Acorda às 7h, pega o ônibus do bairro Jardim Leopoldina rumo ao centro de Porto
Alegre. Depois de cerca de 60 minutos é hora de abrir sua casinha de chaveiro.
Subindo a Avenida Borges de Medeiros, no sentido centro-bairro, passando a
esquina democrática, chegando na Rua General Andrade de Neves, logo na esquina
entre essas duas ruas é possível ver a casinha. Na profissão há mais de meio século, Seu
Machado, como é conhecido, trabalha há 35 anos neste mesmo ponto. Entre idas e
vindas, inícios e recomeços, sempre teve seu estabelecimento no centro.

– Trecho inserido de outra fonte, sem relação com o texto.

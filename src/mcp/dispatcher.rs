//! Protocol method routing and tool-call marshaling.
//!
//! The dispatcher owns the frozen [`ToolRegistry`] and answers exactly one
//! decoded request at a time per call. It holds no cross-call state, so one
//! instance is shared (behind an `Arc`) by every concurrent HTTP request.
//!
//! # Methods
//!
//! | Method       | Result                                              |
//! |--------------|-----------------------------------------------------|
//! | `initialize` | negotiated version, empty capabilities, server info |
//! | `tools/list` | registry descriptors in registration order          |
//! | `tools/call` | tool outcome (see [`ToolCallResult::into_reply`])   |
//! | `ping`       | `{}`                                                |
//!
//! No ordering is enforced between methods: every request stands alone.

use serde::{Deserialize, Serialize};
use serde_json::{json, Value};

use crate::error::ToolError;
use crate::mcp::context::CallContext;
use crate::mcp::protocol::{
    negotiate_version, JsonRpcError, JsonRpcErrorData, JsonRpcReply, JsonRpcRequest,
    JsonRpcResponse, Method, RequestId, ErrorCode, MCP_PROTOCOL_VERSION,
};
use crate::mcp::registry::{ToolDescriptor, ToolRegistry};

/// Server capabilities advertised during initialisation.
#[derive(Debug, Clone, Serialize)]
pub struct ServerCapabilities {
    /// Tool-related capabilities.
    #[serde(skip_serializing_if = "Option::is_none")]
    pub tools: Option<ToolCapabilities>,
}

impl Default for ServerCapabilities {
    fn default() -> Self {
        Self {
            tools: Some(ToolCapabilities::default()),
        }
    }
}

/// Tool-specific capabilities.
#[derive(Debug, Clone, Default, Serialize)]
pub struct ToolCapabilities {
    /// Whether the tool list can change during the session.
    #[serde(rename = "listChanged", skip_serializing_if = "is_false")]
    pub list_changed: bool,
}

#[allow(clippy::trivially_copy_pass_by_ref)] // serde's skip_serializing_if requires a predicate fn(&T) -> bool
const fn is_false(b: &bool) -> bool {
    !*b
}

/// Server identity reported by `initialize` and `/health`.
#[derive(Debug, Clone, PartialEq, Eq, Serialize)]
pub struct ServerInfo {
    /// Server name.
    pub name: String,
    /// Server version.
    pub version: String,
}

impl ServerInfo {
    /// Creates an identity with the crate version.
    #[must_use]
    pub fn new(name: impl Into<String>) -> Self {
        Self {
            name: name.into(),
            version: env!("CARGO_PKG_VERSION").to_string(),
        }
    }
}

/// Client information received during initialisation.
#[derive(Debug, Clone, Deserialize)]
#[serde(rename_all = "camelCase")]
pub struct ClientInfo {
    /// Client name.
    pub name: String,
    /// Client version.
    #[serde(default)]
    pub version: Option<String>,
}

/// Parameters for the initialize request.
#[derive(Debug, Clone, Default, Deserialize)]
#[serde(rename_all = "camelCase")]
pub struct InitializeParams {
    /// Protocol version requested by client.
    #[serde(default)]
    pub protocol_version: Option<String>,
    /// Client capabilities.
    #[serde(default)]
    pub capabilities: Value,
    /// Client information.
    #[serde(default)]
    pub client_info: Option<ClientInfo>,
}

/// The protocol conversation established by one `initialize`.
///
/// Nothing is stored: the session exists only for the duration of the
/// request that created it, and clients carry its identifier themselves.
#[derive(Debug, Clone)]
pub struct Session {
    /// Identifier minted by the transport, if any.
    pub id: Option<String>,
    /// The version both sides agreed on.
    pub protocol_version: &'static str,
    /// Who the client says it is.
    pub client: Option<ClientInfo>,
}

/// Content item in a tool call response.
#[derive(Debug, Clone, Serialize)]
#[serde(tag = "type", rename_all = "lowercase")]
pub enum ToolContent {
    /// Text content.
    Text {
        /// The text content.
        text: String,
    },
}

/// The `result` member of a `tools/call` response.
#[derive(Debug, Clone, Serialize)]
#[serde(rename_all = "camelCase")]
pub struct CallToolResult {
    /// Content returned by the tool.
    pub content: Vec<ToolContent>,
    /// Machine-readable copy of the tool output.
    #[serde(skip_serializing_if = "Option::is_none")]
    pub structured_content: Option<Value>,
    /// Whether the tool call resulted in an error.
    #[serde(skip_serializing_if = "is_false")]
    pub is_error: bool,
}

impl CallToolResult {
    /// Wraps a successful tool output.
    #[must_use]
    pub fn structured(output: Value) -> Self {
        Self {
            content: vec![ToolContent::Text {
                text: output.to_string(),
            }],
            structured_content: Some(output),
            is_error: false,
        }
    }

    /// Creates an error text result.
    #[must_use]
    pub fn error(message: impl Into<String>) -> Self {
        Self {
            content: vec![ToolContent::Text {
                text: message.into(),
            }],
            structured_content: None,
            is_error: true,
        }
    }
}

/// A decoded inbound request, consumed once by [`Dispatcher::dispatch`].
#[derive(Debug, Clone)]
pub struct ToolCallRequest {
    /// Correlation id echoed in the reply.
    pub id: RequestId,
    /// The routed method.
    pub method: Method,
    /// `params.name` for `tools/call`.
    pub tool_name: Option<String>,
    /// `params.arguments` for `tools/call`, untouched.
    pub raw_arguments: Value,
    /// `params._meta.progressToken`, if the client asked for progress.
    pub progress_token: Option<Value>,
    /// The full `params` member.
    pub params: Option<Value>,
}

impl From<JsonRpcRequest> for ToolCallRequest {
    fn from(request: JsonRpcRequest) -> Self {
        let method = Method::from(request.method.as_str());
        let params = request.params;

        let (tool_name, raw_arguments, progress_token) = match (&method, &params) {
            (Method::ToolsCall, Some(Value::Object(map))) => (
                map.get("name").and_then(Value::as_str).map(str::to_string),
                map.get("arguments").cloned().unwrap_or(Value::Null),
                map.get("_meta")
                    .and_then(|meta| meta.get("progressToken"))
                    .filter(|token| token.is_string() || token.is_number())
                    .cloned(),
            ),
            _ => (None, Value::Null, None),
        };

        Self {
            id: request.id,
            method,
            tool_name,
            raw_arguments,
            progress_token,
            params,
        }
    }
}

/// The outcome of one `tools/call`.
#[derive(Debug, Clone, PartialEq)]
pub struct ToolCallResult {
    /// Echoes the request id.
    pub id: RequestId,
    /// Typed output encoded as JSON, or the classified failure.
    pub outcome: Result<Value, ToolError>,
}

impl ToolCallResult {
    /// Encodes the outcome as a JSON-RPC reply.
    ///
    /// Lookup and argument failures are protocol errors (`-32602`) with the
    /// error kind in `data`. Handler failures are ordinary results flagged
    /// `isError`, so the client sees the handler's message verbatim.
    #[must_use]
    pub fn into_reply(self) -> JsonRpcReply {
        let error = match self.outcome {
            Ok(output) => return success(self.id, &CallToolResult::structured(output)),
            Err(error) => error,
        };

        match &error {
            ToolError::HandlerFailed { message } => {
                success(self.id, &CallToolResult::error(message.clone()))
            }
            ToolError::ToolNotFound { .. } => {
                let data = json!({ "kind": error.kind().as_str() });
                invalid_params_with(self.id, &error, data)
            }
            ToolError::InvalidArguments { field, .. } => {
                let mut data = json!({ "kind": error.kind().as_str() });
                if let Some(field) = field {
                    data["field"] = Value::String(field.clone());
                }
                invalid_params_with(self.id, &error, data)
            }
        }
    }
}

fn success(id: RequestId, result: &impl Serialize) -> JsonRpcReply {
    match serde_json::to_value(result) {
        Ok(value) => JsonRpcResponse::success(id, value).into(),
        Err(e) => {
            tracing::error!(error = %e, "Failed to serialise tool call result");
            JsonRpcError::internal_error(Some(id), "Internal error: failed to serialise result")
                .into()
        }
    }
}

fn invalid_params_with(id: RequestId, error: &ToolError, data: Value) -> JsonRpcReply {
    JsonRpcError::new(
        Some(id),
        JsonRpcErrorData::with_message(ErrorCode::InvalidParams, error.to_string()).with_data(data),
    )
    .into()
}

/// Routes requests to the registry.
#[derive(Debug)]
pub struct Dispatcher {
    registry: ToolRegistry,
    server_info: ServerInfo,
}

impl Dispatcher {
    /// Creates a dispatcher over a fully built registry.
    #[must_use]
    pub const fn new(registry: ToolRegistry, server_info: ServerInfo) -> Self {
        Self {
            registry,
            server_info,
        }
    }

    /// The registry this dispatcher serves.
    #[must_use]
    pub const fn registry(&self) -> &ToolRegistry {
        &self.registry
    }

    /// The server identity.
    #[must_use]
    pub const fn server_info(&self) -> &ServerInfo {
        &self.server_info
    }

    /// Answers one request.
    pub async fn dispatch(&self, request: ToolCallRequest, ctx: &CallContext) -> JsonRpcReply {
        tracing::debug!(id = %request.id, method = %request.method, "Dispatching request");

        match request.method {
            Method::Initialize => {
                let (session, result) = self.initialize(request.params.as_ref(), ctx);
                tracing::info!(
                    session_id = session.id.as_deref().unwrap_or("-"),
                    protocol_version = session.protocol_version,
                    client = session.client.as_ref().map_or("unknown", |c| c.name.as_str()),
                    "Session initialised"
                );
                JsonRpcResponse::success(request.id, result).into()
            }
            Method::ToolsList => {
                JsonRpcResponse::success(request.id, json!({ "tools": self.list_tools() })).into()
            }
            Method::ToolsCall => {
                let Some(name) = request.tool_name else {
                    return JsonRpcError::invalid_params(
                        request.id,
                        "Invalid tool call params: missing tool name",
                    )
                    .into();
                };
                let outcome = self.call_tool(&name, request.raw_arguments, ctx).await;
                ToolCallResult {
                    id: request.id,
                    outcome,
                }
                .into_reply()
            }
            Method::Ping => JsonRpcResponse::success(request.id, json!({})).into(),
            Method::Other(method) => JsonRpcError::method_not_found(request.id, &method).into(),
        }
    }

    /// Negotiates a session. Never fails: malformed params fall back to defaults.
    #[must_use]
    pub fn initialize(&self, params: Option<&Value>, ctx: &CallContext) -> (Session, Value) {
        let params = params
            .map(|p| serde_json::from_value::<InitializeParams>(p.clone()))
            .transpose()
            .unwrap_or_else(|e| {
                tracing::warn!(error = %e, "Ignoring malformed initialize params");
                None
            })
            .unwrap_or_default();

        let protocol_version = params
            .protocol_version
            .as_deref()
            .map_or(MCP_PROTOCOL_VERSION, negotiate_version);

        let result = json!({
            "protocolVersion": protocol_version,
            "capabilities": ServerCapabilities::default(),
            "serverInfo": self.server_info,
        });

        let session = Session {
            id: ctx.session_id().map(str::to_string),
            protocol_version,
            client: params.client_info,
        };
        (session, result)
    }

    /// Returns the registry's descriptors unchanged.
    #[must_use]
    pub fn list_tools(&self) -> Vec<ToolDescriptor> {
        self.registry.list()
    }

    /// Resolves, prepares and invokes one tool.
    ///
    /// # Errors
    ///
    /// Returns the [`ToolError`] describing why the call did not succeed.
    pub async fn call_tool(
        &self,
        name: &str,
        raw_arguments: Value,
        ctx: &CallContext,
    ) -> Result<Value, ToolError> {
        let tool = self.registry.resolve(name).inspect_err(|_| {
            tracing::warn!(tool = name, "Unknown tool requested");
        })?;

        let arguments = tool.prepare_arguments(raw_arguments).inspect_err(|e| {
            tracing::debug!(tool = name, error = %e, "Rejected tool arguments");
        })?;

        tracing::debug!(tool = name, request_id = %ctx.request_id(), "Invoking tool");
        let outcome = tool.invoke(ctx, arguments).await;
        if let Err(e) = &outcome {
            tracing::warn!(tool = name, error = %e, "Tool call failed");
        }
        outcome
    }
}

Influenciado pelo irmão mais velho, que já era chaveiro, Seu Machado começou
a aprender o oficio com apenas 14 anos. Desde então, segue na profissão. Com as mãos
ásperas de tanto lidar com as limas (tipo de lixa que era usada para moldar as chaves
antigamente), ele não se entrega fácil. Dono de um sorriso largo, que encanta a todos, o
senhor de cabelos grisalhos e de pele negra se diz feliz com a profissão que escolheu.
Apenas brinca que a única coisa ruim é não poder usar a aliança de casado, pois ela
atrapalha na hora de confeccionar as chaves.
Rodeado por chaves, argolinhas de metal, torno e duas máquinas para a
confecção das peças, Seu Machado tem ainda dois últimos rituais a fazer antes de iniciar
o seu trabalho: acender um incenso e ligar o rádio. Sempre em companhia do seu
radinho de pilha, ele nunca se sente sozinho. Escuta diversas músicas durante o dia,
assim como algumas notícias da cidade e do trânsito.
O trabalho como chaveiro já fez com que ele conseguisse realizar um grande
sonho. Casado há mais de 50 anos com Dona Helena, tem apenas uma filha e um neto.
E orgulha-se ao dizer que a profissão de chaveiro já pagou toda a graduação e a
formatura da filha em pedagogia. Assim como agora paga os estudos do seu neto, de 21
anos, que está cursando Direito.
Atendendo de segunda à sexta-feira, das 9h às 18h, Seu Machado não cansa.
Sempre ativo, conversa com todo mundo que passa e faz amizade fácil. Apesar disso,
Seu Machado não bobeia, trabalha muito. Faz de 80 a 100 cópias de chaves por dia.
Enquanto trabalha, puxa assunto com os clientes. Fala sobre futebol, clima,
imposto de renda, dupla gre-nal entre outros. Colorado de coração, ele conta, todo
faceiro, que já jogou no Cruzeiro, na categoria juvenil, quando era mais novo. Assim
como gostava de praticar ping-pong.
Falando da sua juventude, lembra que serviu no quartel, mas que não gostou de
ser mandado, por isso, quando retornou de lá, voltou à profissão de chaveiro. Nessa
época ficou responsável por um dos pontos que era do seu irmão mais velho. A partir
daí, começou a trabalhar sozinho, por conta própria.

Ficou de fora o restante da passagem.